An immunometabolism-related signature for renal clear cell carcinoma diagnosis and therapeutic target

Abstract

Kidney renal clear cell carcinoma (KIRC) lacks sensitive early diagnostic markers and effective therapeutic guidance. Given the tight crosstalk between tumor metabolism and immunity, we investigated immunometabolism for biomarker discovery. Transcriptomes from The Cancer Genome Atlas (TCGA) and Gene Expression Omnibus were integrated.
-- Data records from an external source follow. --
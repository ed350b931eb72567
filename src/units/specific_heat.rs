use serde::{Deserialize, Serialize};

/// 비열 단위. 내부 기준은 Btu/(lbm·°F)이다.
#[derive(Debug, Clone, Copy, PartialEq, Eq, Serialize, Deserialize)]
pub enum SpecificHeatUnit {
    BtuPerLbmF,
    KjPerKgK,
    JPerKgK,
}

/// kJ/(kg·K) → Btu/(lbm·°F) 환산 계수
pub const BTU_PER_LBM_F_PER_KJ_PER_KG_K: f64 = 0.238846;

impl SpecificHeatUnit {
    pub fn symbol(&self) -> &'static str {
        match self {
            SpecificHeatUnit::BtuPerLbmF => "Btu/(lbm·°F)",
            SpecificHeatUnit::KjPerKgK => "kJ/(kg·K)",
            SpecificHeatUnit::JPerKgK => "J/(kg·K)",
        }
    }
}

/// kJ/(kg·K) → Btu/(lbm·°F)
pub fn kj_per_kg_k_to_btu_per_lbm_f(value: f64) -> f64 {
    value * BTU_PER_LBM_F_PER_KJ_PER_KG_K
}

fn to_base(value: f64, unit: SpecificHeatUnit) -> f64 {
    match unit {
        SpecificHeatUnit::BtuPerLbmF => value,
        SpecificHeatUnit::KjPerKgK => kj_per_kg_k_to_btu_per_lbm_f(value),
        SpecificHeatUnit::JPerKgK => kj_per_kg_k_to_btu_per_lbm_f(value / 1000.0),
    }
}

fn from_base(value: f64, unit: SpecificHeatUnit) -> f64 {
    match unit {
        SpecificHeatUnit::BtuPerLbmF => value,
        SpecificHeatUnit::KjPerKgK => value / BTU_PER_LBM_F_PER_KJ_PER_KG_K,
        SpecificHeatUnit::JPerKgK => value / BTU_PER_LBM_F_PER_KJ_PER_KG_K * 1000.0,
    }
}

/// 비열을 변환한다.
pub fn convert_specific_heat(value: f64, from: SpecificHeatUnit, to: SpecificHeatUnit) -> f64 {
    from_base(to_base(value, from), to)
}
Immunometabolism-related genes were screened by weighted gene co-expression network analysis and differential expression, followed by three machine learning algorithms (least absolute shrinkage and selection operator, Support Vector Machine–Recursive Feature Elimination (SVM-RFE), and random forest) to select features and build a diagnostic model. Performance was validated in external cohorts. Multi-omics correlation, immune infiltration, drug-sensitivity, and survival analyses were conducted. Functional assays were performed in vitro and in vivo. Six biomarkers—ABCB1, Acyl-CoA Dehydrogenase Short/Branched Chain (ACADSB), PLA2G6, AKR1C3, PANK1, and Lactate Dehydrogenase B (LDHB)—were identified. The model showed strong discrimination (AUC 0.976 in TCGA; 0.902 in GSE126964; and 0.916 in GSE36895). The genes correlated with immune checkpoints, cytokine signaling, T-cell infiltration, and clinical parameters. Drug analyses suggested cisplatin and sunitinib downregulated oncogenic targets. Silencing ABCB1 or AKR1C3, or overexpressing LDHB, suppressed KIRC cell proliferation and migration in vitro; LDHB overexpression combined with sorafenib significantly reduced tumor growth in vivo. We propose a robust immunometabolism-based diagnostic model and six experimentally supported biomarkers for KIRC, providing mechanistic insight into tumor–immune interactions and potential avenues for personalized therapy.